Фельдфебель пристально посмотрел на Васю. Хмыкнул. Встал.
— Стерпится — слюбится, Девяткин! — сказал строго. — А мысли у тебя дурные! Ты, вон, покидай камешков в речку. А лучше сам в неё с головой. Охолонись!
Фельдфебель ушёл. Вася вдруг подумал, что его предложение про «в речку с головой», может быть, сейчас — лучшее из возможных. Долго не раздумывая, разделся догола. Прыгнул. Октябрьская река, действительно, оказалась в чем-то спасительной для Васиного состояния. Холод обжёг. Охолонил. Успокоил. Вася встал на ноги, обхватил себя руками. Стоял. Дрожал, весь покрытый гусиной кожей. Но уже хоть немного ощущал, что приходит смирение, покорность судьбе. Что первые слабые еще волны покоя уже накатывали на горящие сердце и мозг, медленно, но верно гася языки пламени.
— Как водица? — раздался с берега насмешливый голос Лосева.
— В самый раз, — буркнул Вася.
— Выползай давай! — приказал Лосев.
Вася вздохнул, вылез на берег. Накинул шинель, чтобы хоть немного согреться.
— Ты что такого фельдфебелю наговорил? — спросил Лосев, правда, с улыбкой.
— Доложился уже? — Вася отвечал зло, выстукивая зубами морзянку.

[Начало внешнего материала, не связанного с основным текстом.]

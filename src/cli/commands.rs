//! CLI command implementations

use anyhow::{bail, Result};
use std::path::PathBuf;
use std::sync::Arc;
use std::time::Duration;
use tracing::{info, warn};

use crate::config::Config;
use crate::engine::Engine;
use crate::notify::{self, Notifier};
use crate::stream::JsonlReplaySource;

/// Start the engine
pub async fn start(
    mut config: Config,
    replay: Option<PathBuf>,
    pace_ms: Option<u64>,
    dry_run: bool,
) -> Result<()> {
    if dry_run {
        warn!("Running in DRY-RUN mode - intents are simulated, nothing is sent");
        config.mode.simulation_mode = true;
    }
    if config.mode.is_conflicting() {
        warn!(
            "LIVE_MODE is set together with SIMULATION_MODE/PAPER_TRADING; running {}",
            config.mode.trading_mode()
        );
    }

    let Some(replay) = replay else {
        bail!(
            "no event source: pass --replay <file>; the Yellowstone gRPC client is supplied by the embedding application"
        );
    };

    info!(
        "Buy amount: {} SOL, Slippage: {}bps, Daily budget: {} SOL",
        config.trading.token_amount_sol, config.trading.slippage_bps, config.advanced.daily_buy_budget_sol
    );

    let http = reqwest::Client::builder()
        .timeout(Duration::from_secs(10))
        .build()?;
    let notifier: Arc<dyn Notifier> = Arc::from(notify::from_config(http, &config.telegram));

    // No signer is embedded in the binary, so live mode is refused by Engine::new
    let engine = Engine::new(config, None, notifier)?;

    let cancel = engine.cancel_token();
    tokio::spawn(async move {
        if tokio::signal::ctrl_c().await.is_ok() {
            info!("Shutdown requested");
            cancel.cancel();
        }
    });

    let mut source = JsonlReplaySource::new(replay);
    if let Some(ms) = pace_ms {
        source = source.with_interval(Duration::from_millis(ms));
    }
    let summary = engine.run(Arc::new(source)).await?;

    println!("Session summary:");
    println!("  candidates seen:   {}", summary.stats.candidates);
    println!("  buys / failures:   {} / {}", summary.stats.buys, summary.stats.buy_failures);
    println!("  gate refusals:     {}", summary.stats.gate_refusals);
    println!("  sells / failures:  {} / {}", summary.stats.sells, summary.stats.sell_failures);
    println!("  open positions:    {}", summary.open_positions);
    for position in &summary.positions {
        println!(
            "    {} {:?}: {} of {} tokens left, {:+.1}% unrealized",
            position.mint,
            position.state,
            position.remaining,
            position.entry_amount,
            position.unrealized_pnl_pct()
        );
    }
    println!("  dropped events:    {}", summary.dropped_events);
    println!(
        "  budget spent:      {:.4} SOL",
        summary.budget_spent_lamports as f64 / 1e9
    );
    println!(
        "  est. P&L:          {:.4} SOL ({} trades, {:.1}% wins)",
        summary.daily.net_pnl_sol,
        summary.daily.total_trades,
        summary.daily.win_rate()
    );
    Ok(())
}

/// Show configuration (secrets masked)
pub fn show_config(config: &Config) -> Result<()> {
    println!("{}", config.masked_display());
    Ok(())
}

/// Configuration was already loaded and validated; report what it enables
pub fn check(config: &Config) -> Result<()> {
    println!("Configuration OK");
    println!("  mode: {}", config.mode.trading_mode());

    let mut relays = Vec::new();
    if config.jito.use_jito {
        relays.push("jito");
    }
    if config.zero_slot.enabled() {
        relays.push("zeroslot");
    }
    if config.nozomi.enabled() {
        relays.push("nozomi");
    }
    if config.blox_route.enabled() {
        relays.push("bloxroute");
    }
    if relays.is_empty() {
        println!("  venues: direct RPC ({} attempts)", config.trading.counter);
    } else {
        println!("  venues: {}", relays.join(", "));
    }

    if config.mode.is_conflicting() {
        println!("  warning: LIVE_MODE overridden by a simulated mode flag");
    }
    if config.filters.enabled_count() == 0 {
        println!("  warning: all filter signals disabled, every candidate passes");
    }
    if !config.mode.trading_mode().is_simulated() {
        println!("  warning: live mode needs an embedded transaction signer");
    }
    Ok(())
}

— Пока только мне. По дружбе и с испугу. За тебя, дурака боится, что ты умом можешь тронуться, если уже не тронулся.
— Я в норме.
— Ну, так я вижу. Конечно, в норме! Иначе в речку бы не нырнул! — улыбнулся Лосев.
— Игнатич!
— Вася! — тут Лосев почти прикрикнул, перебивая Девяткина. — Я тебе изложу диспозицию, а ты там дальше сам решай. Если ты думаешь, что твои чайльд-гарольдовские — слыхал о таком? — Вася кивнул, — страдания и тоска касаются только тебя, так ты ошибаешься. Приди Мокиевич не ко мне, а к кому повыше, ты, Вася, мог бы нашивок лишиться и привилегий Георгиевского креста. Что вылупился? Да, да! Так что, будь любезен, переживай про себя, а народ вокруг не мути! И с чего ты переживаешь? Что-то я не заметил: когда это ты в красну-девицу превратился? Это война, Вася! Если забыл, то я напоминаю! А на войне, как на войне! Что значит, что всегда грязь и кровь! А не так, как ты хочешь, чтобы белые облака и миль пардон! Ты понял?
— Да.
— Тогда собирайся!
— Куда⁈
— Со мной поедешь в Червлёную! — Лосев успокоился. — Подальше от греха. Или поближе к греху… Оставлять тебя здесь сейчас — беды не оберёшься. Давай, давай! Шевелись!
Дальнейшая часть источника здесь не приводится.